PART 34--MEDICAL EXAMINATION OF ALIENS

0
1. The authority citation for Part 34 continues to read as follows:

    Authority:  42 U.S.C. 252; 8 U.S.C. 1182 and 1222.


Sec.  34.2  [Amended]

0
2. Amend Sec.  34.2 by removing paragraph (b)(6) and redesignating 
paragraphs (b)(7) through (10) as paragraphs (6) through (9) 
respectively.

0
3. Amend Sec.  34.3 by revising paragraphs (b)(1)(i), (e)(1) 
introductory text, (e)(2)(iv), (e)(5), and (e)(6) to read as follows:


Sec.  34.3  Scope of examinations.

* * * * *
    (b) * * *
    (1) * * *
    (i) A general physical examination and medical history, evaluation 
for tuberculosis, and serologic testing for syphilis.
* * * * *
    (e) * * *
    (1) As provided in paragraph (e)(2) of this section, a chest x-ray 
examination and serologic testing for syphilis shall be required as 
part of the examination of the following:
* * * * *
    (2) * * *
    (iv) Exceptions. Serologic testing for syphilis shall not be 
required if the alien is under the age of 15, unless there is reason to 
suspect infection with syphilis. An alien, regardless of age, in the 
United States, who applies for adjustment of status to lawful permanent 
resident shall not be required to have a chest x-ray examination unless 
their tuberculin skin test, or an equivalent test for showing an immune 
response to Mycobacterium tuberculosis antigens, is positive. HHS/CDC 
may authorize exceptions to the requirement for a tuberculin skin test, 
an equivalent test for showing an immune response to M. tuberculosis 
antigens, or chest x-ray examination for good cause, upon application 
approved by the Director.
* * * * *
    (5) How and where performed. All chest x-ray images used in medical 
examinations performed under the regulations to this part shall be 
large enough to encompass the entire chest (approximately 14 x 17 
inches; 35.6 x 32.2 cm).
    (6) Chest x-ray, laboratory, and treatment reports. The chest 
radiograph reading and serologic test results for syphilis shall be 
included in the medical notification.

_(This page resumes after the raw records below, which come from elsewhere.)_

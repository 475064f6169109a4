//! # msgflow: Flow-based Dataflow Runtime
//!
//! msgflow runs a set of independently scheduled **components**, wired
//! together by a **graph**, that exchange data through a shared **message
//! bus** of bounded queues and trigger streams. Components never address
//! each other directly: they read and write named ports, and the built-in
//! **router** forwards data between ports according to graph edges. The
//! topology can be hot reloaded (nodes added, removed, updated) without
//! stopping the network.
//!
//! ## Core Concepts
//!
//! - **Network**: one running instance of a wired component graph plus its bus
//! - **Graph**: a topology snapshot (nodes + connections) and its derived
//!   routing index
//! - **Component**: a unit with `setup`/`process`/`teardown` lifecycle hooks,
//!   driven by bus triggers
//! - **Router**: the built-in component that fans data out along graph edges
//! - **Data queue**: bounded FIFO buffer holding payloads for one port
//! - **Trigger stream**: bounded append-log used purely to wake a listener
//!
//! ## Quick Start
//!
//! ```
//! use std::sync::Arc;
//! use msgflow::bus::{BusConfig, MessageBus};
//! use msgflow::network::{Network, NetworkConfig};
//!
//! # #[tokio::main(flavor = "current_thread")]
//! # async fn main() -> miette::Result<()> {
//! let topology = r#"{
//!     "processes": {
//!         "source": { "type": "default" },
//!         "sink":   { "type": "default" }
//!     },
//!     "connections": [
//!         { "src": { "process": "source", "port": "out" },
//!           "tgt": { "process": "sink",   "port": "in" } }
//!     ]
//! }"#;
//!
//! let bus = Arc::new(MessageBus::in_memory(BusConfig::default()));
//! let network = Network::new(bus, NetworkConfig::default().with_id("demo"));
//! network.load_topology(topology).await?;
//!
//! network.start().await;
//! // ... components now process triggers as data flows ...
//! network.stop().await;
//! # Ok(())
//! # }
//! ```
//!
//! ## Delivery Model
//!
//! Data writes and scheduling are decoupled: every data write publishes
//! exactly one trigger on the owning node's event stream, but components are
//! level-triggered: a wake means "check your queues again", never "consume
//! this exact payload". Coalesced, duplicated, or spurious wakes are
//! therefore harmless, and a handler failure on one node never stalls the
//! bus or its siblings.
//!
//! ## Module Guide
//!
//! - [`types`] - Bus coordinates ([`types::MsgId`], [`types::EventId`]) and
//!   wire records ([`types::Envelope`], [`types::Trigger`])
//! - [`store`] - Atomic queue/stream primitives and the in-memory backend
//! - [`bus`] - The message bus and listener registration
//! - [`graph`] - Topology parsing, routing index, structural diffing
//! - [`context`] - Per-node addressing and the input/output facade
//! - [`component`] - The component trait and lifecycle hooks
//! - [`router`] - The built-in fan-out component
//! - [`network`] - Orchestration, lifecycle state machine, hot reload
//! - [`telemetry`] - Tracing subscriber setup

pub mod bus;
pub mod component;
pub mod context;
pub mod graph;
pub mod network;
pub mod router;
pub mod store;
pub mod telemetry;
pub mod types;
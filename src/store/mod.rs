//! Storage abstraction underneath the message bus.
//!
//! The bus needs two primitives from its backing store: bounded FIFO queues
//! (data) and bounded append-logs with blocking reads (triggers). The
//! [`Store`] trait captures exactly those operations; every multi-step
//! mutation (push+trim, pop+trim, append+trim) must be atomic so concurrent
//! consumers never observe overlapping pops or lose entries beyond the
//! configured bound.
//!
//! [`MemoryStore`] is the in-process implementation used by default and in
//! tests. Production deployments substitute a networked store behind the same
//! trait.

mod memory;

pub use memory::MemoryStore;

use async_trait::async_trait;
use miette::Diagnostic;
use serde::{Deserialize, Serialize};
use serde_json::Value;
use std::fmt;
use std::time::Duration;
use thiserror::Error;

/// Identifier of one trigger-stream entry.
///
/// Millisecond timestamp plus a per-key sequence number; totally ordered, so
/// a reader can resume from the last id it has seen.
#[derive(Clone, Copy, Debug, PartialEq, Eq, PartialOrd, Ord, Hash, Serialize, Deserialize)]
pub struct EntryId {
    pub millis: i64,
    pub seq: u64,
}

impl EntryId {
    pub fn new(millis: i64, seq: u64) -> Self {
        Self { millis, seq }
    }
}

impl fmt::Display for EntryId {
    fn fmt(&self, f: &mut fmt::Formatter<'_>) -> fmt::Result {
        write!(f, "{}-{}", self.millis, self.seq)
    }
}

/// One entry of a trigger stream.
#[derive(Clone, Debug, PartialEq, Serialize, Deserialize)]
pub struct StreamEntry {
    pub id: EntryId,
    pub payload: Value,
}

/// Failures surfaced by store operations.
///
/// The in-memory store is infallible; networked backends surface
/// connectivity and protocol failures through these variants. The bus never
/// retries on its own; store failures propagate to the caller.
#[derive(Debug, Error, Diagnostic)]
pub enum StoreError {
    #[error("store connection failed: {0}")]
    #[diagnostic(
        code(msgflow::store::connection),
        help("Check that the backing store is reachable.")
    )]
    Connection(String),

    #[error("store protocol failure: {0}")]
    #[diagnostic(code(msgflow::store::protocol))]
    Protocol(String),
}

/// Atomic queue and stream primitives the bus is built on.
#[async_trait]
pub trait Store: Send + Sync {
    /// Append `values` to the queue, then trim to the newest `maxlen`
    /// entries, as one atomic operation. Overflow evicts the oldest entries
    /// and never fails.
    async fn queue_push(&self, key: &str, values: Vec<Value>, maxlen: usize)
        -> Result<(), StoreError>;

    /// Atomically remove and return up to `count` oldest entries, FIFO.
    async fn queue_pop(&self, key: &str, count: usize) -> Result<Vec<Value>, StoreError>;

    /// Number of entries currently in the queue.
    async fn queue_len(&self, key: &str) -> Result<usize, StoreError>;

    /// Append an entry to the stream, then trim to the newest `maxlen`
    /// entries, atomically. Returns the assigned entry id.
    async fn stream_append(
        &self,
        key: &str,
        payload: Value,
        maxlen: usize,
    ) -> Result<EntryId, StoreError>;

    /// Return every entry with an id strictly greater than `after` (all
    /// entries when `after` is `None`). If none exist yet, wait up to `block`
    /// for an arrival; an empty result means the wait timed out.
    ///
    /// The cursor parameter is what makes trigger delivery lossless between
    /// two polling windows: an entry appended while the caller was busy is
    /// picked up by the next read instead of being skipped.
    async fn stream_read(
        &self,
        key: &str,
        after: Option<EntryId>,
        block: Duration,
    ) -> Result<Vec<StreamEntry>, StoreError>;

    /// Delete one entry from the stream. Deleting an unknown id is a no-op.
    async fn stream_delete(&self, key: &str, id: EntryId) -> Result<(), StoreError>;
}
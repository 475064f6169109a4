//! Network orchestration: component lifecycle, listener wiring, and hot
//! topology reconfiguration.
//!
//! A [`Network`] owns the set of live components. Each registered component
//! gets a bus listener on its event key that invokes `process` with the
//! component's [`Context`]; lifecycle transitions follow
//! Registered → Active → Torn down. [`Network::update_from_graph`] applies a
//! graph diff with a fixed ordering that keeps the router consistent with
//! the live node set at every observable point.

use async_trait::async_trait;
use miette::Diagnostic;
use parking_lot::Mutex;
use rustc_hash::FxHashMap;
use serde_json::json;
use std::sync::atomic::{AtomicBool, Ordering};
use std::sync::Arc;
use thiserror::Error;

use crate::bus::{EventHandler, HandlerError, MessageBus};
use crate::component::Component;
use crate::context::{Addressing, Context, NodeAddress};
use crate::graph::{Graph, GraphError, NodeSpec};
use crate::router::Router;
use crate::types::{
    EventId, Trigger, DEFAULT_FROM_PORT, DEFAULT_ROUTER_ID, DEFAULT_SEPARATOR,
};

/// Failures raised by network orchestration.
#[derive(Debug, Error, Diagnostic)]
pub enum NetworkError {
    #[error(transparent)]
    #[diagnostic(transparent)]
    Graph(#[from] GraphError),

    #[error("component construction failed for node '{node}': {message}")]
    #[diagnostic(
        code(msgflow::network::construction),
        help("Check the component factory registration for this node's type.")
    )]
    Construction { node: String, message: String },
}

impl NetworkError {
    pub fn construction(node: impl Into<String>, message: impl Into<String>) -> Self {
        Self::Construction {
            node: node.into(),
            message: message.into(),
        }
    }
}

/// Identity and addressing configuration of one network.
#[derive(Clone, Debug)]
pub struct NetworkConfig {
    /// Unique network id; generated when not provided.
    pub id: String,
    /// Reserved node id for the built-in router; `None` disables routing.
    pub router: Option<String>,
    pub separator: String,
    pub from_port: String,
}

impl Default for NetworkConfig {
    fn default() -> Self {
        Self {
            id: uuid::Uuid::new_v4().to_string(),
            router: Some(DEFAULT_ROUTER_ID.to_string()),
            separator: DEFAULT_SEPARATOR.to_string(),
            from_port: DEFAULT_FROM_PORT.to_string(),
        }
    }
}

impl NetworkConfig {
    #[must_use]
    pub fn with_id(mut self, id: impl Into<String>) -> Self {
        self.id = id.into();
        self
    }

    #[must_use]
    pub fn with_router(mut self, router: impl Into<String>) -> Self {
        self.router = Some(router.into());
        self
    }

    /// Disable the built-in router; the network then only hosts externally
    /// supplied nodes and performs no fan-out.
    #[must_use]
    pub fn without_router(mut self) -> Self {
        self.router = None;
        self
    }

    #[must_use]
    pub fn with_separator(mut self, separator: impl Into<String>) -> Self {
        self.separator = separator.into();
        self
    }

    #[must_use]
    pub fn with_from_port(mut self, from_port: impl Into<String>) -> Self {
        self.from_port = from_port.into();
        self
    }

    fn addressing(&self) -> Addressing {
        Addressing {
            separator: self.separator.clone(),
            from_port: self.from_port.clone(),
        }
    }
}

/// Instantiates components from graph node descriptors.
///
/// This is the seam where dynamically loaded component implementations plug
/// in: the network never inspects foreign code, it only calls the factory.
pub trait ComponentFactory: Send + Sync {
    fn build(&self, spec: &NodeSpec) -> Result<Arc<dyn Component>, NetworkError>;

    /// Build the router component bound to `graph`. The default constructs
    /// the built-in [`Router`]; override to instrument or replace it.
    fn build_router(
        &self,
        spec: &NodeSpec,
        graph: Arc<Graph>,
        from_port: &str,
    ) -> Result<Arc<dyn Component>, NetworkError> {
        Ok(Arc::new(
            Router::new(spec.id.clone(), graph).with_from_port(from_port),
        ))
    }
}

type Constructor =
    Box<dyn Fn(&NodeSpec) -> Result<Arc<dyn Component>, NetworkError> + Send + Sync>;

/// Type-keyed [`ComponentFactory`] with a no-op fallback.
///
/// Node types without a registered constructor resolve to
/// [`NoopComponent`](crate::component::NoopComponent), matching the
/// `"default"` discriminator behavior.
#[derive(Default)]
pub struct ComponentRegistry {
    constructors: FxHashMap<String, Constructor>,
}

impl ComponentRegistry {
    pub fn new() -> Self {
        Self::default()
    }

    pub fn register<F>(&mut self, node_type: impl Into<String>, constructor: F)
    where
        F: Fn(&NodeSpec) -> Result<Arc<dyn Component>, NetworkError> + Send + Sync + 'static,
    {
        self.constructors
            .insert(node_type.into(), Box::new(constructor));
    }

    #[must_use]
    pub fn with<F>(mut self, node_type: impl Into<String>, constructor: F) -> Self
    where
        F: Fn(&NodeSpec) -> Result<Arc<dyn Component>, NetworkError> + Send + Sync + 'static,
    {
        self.register(node_type, constructor);
        self
    }
}

impl ComponentFactory for ComponentRegistry {
    fn build(&self, spec: &NodeSpec) -> Result<Arc<dyn Component>, NetworkError> {
        match self.constructors.get(&spec.node_type) {
            Some(constructor) => constructor(spec),
            None => Ok(Arc::new(crate::component::NoopComponent::new(
                spec.id.clone(),
            ))),
        }
    }
}

/// Adapts a component to the bus listener interface.
struct NodeDispatcher {
    component: Arc<dyn Component>,
    ctx: Context,
}

#[async_trait]
impl EventHandler for NodeDispatcher {
    async fn on_trigger(&self, _trigger: Trigger) -> Result<(), HandlerError> {
        self.component.process(&self.ctx).await?;
        Ok(())
    }
}

/// One running instance of a wired component graph plus its bus.
pub struct Network {
    config: NetworkConfig,
    bus: Arc<MessageBus>,
    factory: Arc<dyn ComponentFactory>,
    nodes: Mutex<FxHashMap<String, Arc<dyn Component>>>,
    graph: Mutex<Option<Arc<Graph>>>,
    running: AtomicBool,
}

impl Network {
    /// Network with the default type-keyed registry factory.
    pub fn new(bus: Arc<MessageBus>, config: NetworkConfig) -> Self {
        Self::with_factory(bus, Arc::new(ComponentRegistry::new()), config)
    }

    pub fn with_factory(
        bus: Arc<MessageBus>,
        factory: Arc<dyn ComponentFactory>,
        config: NetworkConfig,
    ) -> Self {
        Self {
            config,
            bus,
            factory,
            nodes: Mutex::new(FxHashMap::default()),
            graph: Mutex::new(None),
            running: AtomicBool::new(false),
        }
    }

    pub fn id(&self) -> &str {
        &self.config.id
    }

    pub fn bus(&self) -> &Arc<MessageBus> {
        &self.bus
    }

    pub fn running(&self) -> bool {
        self.running.load(Ordering::SeqCst)
    }

    /// The most recently applied topology version, if any.
    pub fn graph(&self) -> Option<Arc<Graph>> {
        self.graph.lock().clone()
    }

    pub fn node_ids(&self) -> Vec<String> {
        self.nodes.lock().keys().cloned().collect()
    }

    fn event_key(&self, node: &str) -> String {
        EventId::new(self.config.id.clone(), node).key(&self.config.separator)
    }

    /// Context for one node: input anchored to the node itself, output
    /// targeted at the router (or back at the node when routing is disabled).
    fn node_context(&self, node: &str) -> Context {
        let target = self
            .config
            .router
            .clone()
            .unwrap_or_else(|| node.to_string());
        Context::new(
            Arc::clone(&self.bus),
            NodeAddress::new(self.config.id.clone(), node),
            NodeAddress::new(self.config.id.clone(), target),
            self.config.addressing(),
        )
    }

    /// Register a component: build its context, add it to the node set, and
    /// wire a bus listener on its event key. If the network is running the
    /// component is activated immediately.
    pub async fn add_node(&self, component: Arc<dyn Component>) {
        let id = component.id().to_string();
        let ctx = self.node_context(&id);
        self.nodes.lock().insert(id.clone(), Arc::clone(&component));
        self.bus
            .add_listener(
                &self.event_key(&id),
                Arc::new(NodeDispatcher {
                    component: Arc::clone(&component),
                    ctx: ctx.clone(),
                }),
            )
            .await;
        tracing::debug!(network = %self.config.id, node = %id, "node registered");

        if self.running() {
            if let Err(err) = component.setup(&ctx).await {
                tracing::error!(network = %self.config.id, node = %id, error = %err, "setup failed");
            }
        }
    }

    /// Register a batch of pre-built components (headless operation, no
    /// graph required).
    pub async fn load_nodes(&self, components: Vec<Arc<dyn Component>>) {
        for component in components {
            self.add_node(component).await;
        }
    }

    /// Cancel the node's listener, tear it down if the network is running,
    /// and drop it from the node set. Returns false for unknown ids.
    pub async fn remove_node(&self, id: &str) -> bool {
        self.bus.remove_listener(&self.event_key(id)).await;
        let Some(component) = self.nodes.lock().remove(id) else {
            return false;
        };
        if self.running() {
            if let Err(err) = component.teardown().await {
                tracing::error!(network = %self.config.id, node = %id, error = %err, "teardown failed");
            }
        }
        tracing::debug!(network = %self.config.id, node = %id, "node removed");
        true
    }

    fn router_spec(&self, router_id: &str) -> NodeSpec {
        NodeSpec::new(router_id, json!({ "type": "router" }))
    }

    /// Instantiate one component per graph node via the factory, register
    /// each, then add the router bound to this graph (unless routing is
    /// disabled).
    pub async fn load_from_graph(&self, graph: Graph) -> Result<(), NetworkError> {
        let graph = Arc::new(graph);
        for spec in graph.nodes() {
            let component = self.factory.build(spec)?;
            self.add_node(component).await;
        }
        if let Some(router_id) = self.config.router.clone() {
            let router = self.factory.build_router(
                &self.router_spec(&router_id),
                Arc::clone(&graph),
                &self.config.from_port,
            )?;
            self.add_node(router).await;
        }
        *self.graph.lock() = Some(graph);
        Ok(())
    }

    /// Parse a topology document and load it. File I/O is the caller's
    /// business; the input is the document text.
    pub async fn load_topology(&self, document: &str) -> Result<(), NetworkError> {
        self.load_from_graph(Graph::parse(document)?).await
    }

    /// Hot-reload protocol. The ordering is an invariant, not an
    /// implementation detail:
    ///
    /// 1. remove the current router (stop routing before mutating topology);
    /// 2. diff the new graph against the previous version;
    /// 3. remove every removed node;
    /// 4. re-create every updated node (remove then add, forcing a fresh
    ///    `setup` with the new attributes);
    /// 5. add every added node;
    /// 6. add a new router bound to the new graph;
    /// 7. store the new graph as current.
    ///
    /// The router therefore never runs against a graph that does not match
    /// the live node set. If a factory call fails midway, node changes made
    /// up to that point persist, the previous graph stays current, and a
    /// router bound to it is re-added before the error is returned: a loaded
    /// network never stays routerless.
    pub async fn update_from_graph(&self, graph: Graph) -> Result<(), NetworkError> {
        let graph = Arc::new(graph);
        let previous = self.graph.lock().clone();

        if let Some(router_id) = self.config.router.clone() {
            self.remove_node(&router_id).await;
        }

        let applied = self.apply_diff(&graph, previous.as_deref()).await;
        let bind_to = match &applied {
            Ok(()) => Some(Arc::clone(&graph)),
            Err(err) => {
                tracing::error!(
                    network = %self.config.id,
                    error = %err,
                    "topology update failed, restoring router on previous graph"
                );
                previous
            }
        };

        if let (Some(router_id), Some(bind_to)) = (self.config.router.clone(), bind_to) {
            let router = self.factory.build_router(
                &self.router_spec(&router_id),
                bind_to,
                &self.config.from_port,
            )?;
            self.add_node(router).await;
        }

        applied?;
        *self.graph.lock() = Some(graph);
        Ok(())
    }

    async fn apply_diff(
        &self,
        graph: &Arc<Graph>,
        previous: Option<&Graph>,
    ) -> Result<(), NetworkError> {
        let diff = graph.diff(previous);
        tracing::info!(
            network = %self.config.id,
            added = diff.added.len(),
            removed = diff.removed.len(),
            updated = diff.updated.len(),
            "applying topology update"
        );

        for spec in &diff.removed {
            self.remove_node(&spec.id).await;
        }
        for spec in &diff.updated {
            self.remove_node(&spec.id).await;
            let component = self.factory.build(spec)?;
            self.add_node(component).await;
        }
        for spec in &diff.added {
            let component = self.factory.build(spec)?;
            self.add_node(component).await;
        }
        Ok(())
    }

    /// Parse a topology document and hot-reload it.
    pub async fn update(&self, document: &str) -> Result<(), NetworkError> {
        self.update_from_graph(Graph::parse(document)?).await
    }

    /// Activate every registered node. Idempotent; a second call while
    /// running is a no-op. Hook failures are logged and never abort the
    /// sweep.
    pub async fn start(&self) {
        if self.running.swap(true, Ordering::SeqCst) {
            return;
        }
        tracing::info!(network = %self.config.id, "network starting");
        for (id, component) in self.node_snapshot() {
            let ctx = self.node_context(&id);
            if let Err(err) = component.setup(&ctx).await {
                tracing::error!(network = %self.config.id, node = %id, error = %err, "setup failed");
            }
        }
    }

    /// Deactivate every registered node. Idempotent. Listener wiring stays
    /// in place: only `remove_node` unregisters listeners, so a stopped
    /// network can be started again.
    pub async fn stop(&self) {
        if !self.running.swap(false, Ordering::SeqCst) {
            return;
        }
        tracing::info!(network = %self.config.id, "network stopping");
        for (id, component) in self.node_snapshot() {
            if let Err(err) = component.teardown().await {
                tracing::error!(network = %self.config.id, node = %id, error = %err, "teardown failed");
            }
        }
    }

    fn node_snapshot(&self) -> Vec<(String, Arc<dyn Component>)> {
        self.nodes
            .lock()
            .iter()
            .map(|(id, component)| (id.clone(), Arc::clone(component)))
            .collect()
    }
}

When the medical examiner's 
conclusions are based on a study of more than one chest x-ray image, 
the medical notification shall include at least a summary statement of 
findings of the earlier images, followed by a complete reading of the 
last image, and dates and details of any laboratory tests and treatment 
for tuberculosis.
* * * * *

    Dated: October 22, 2009.
Kathleen Sebelius,
Secretary, Department of Health and Human Services.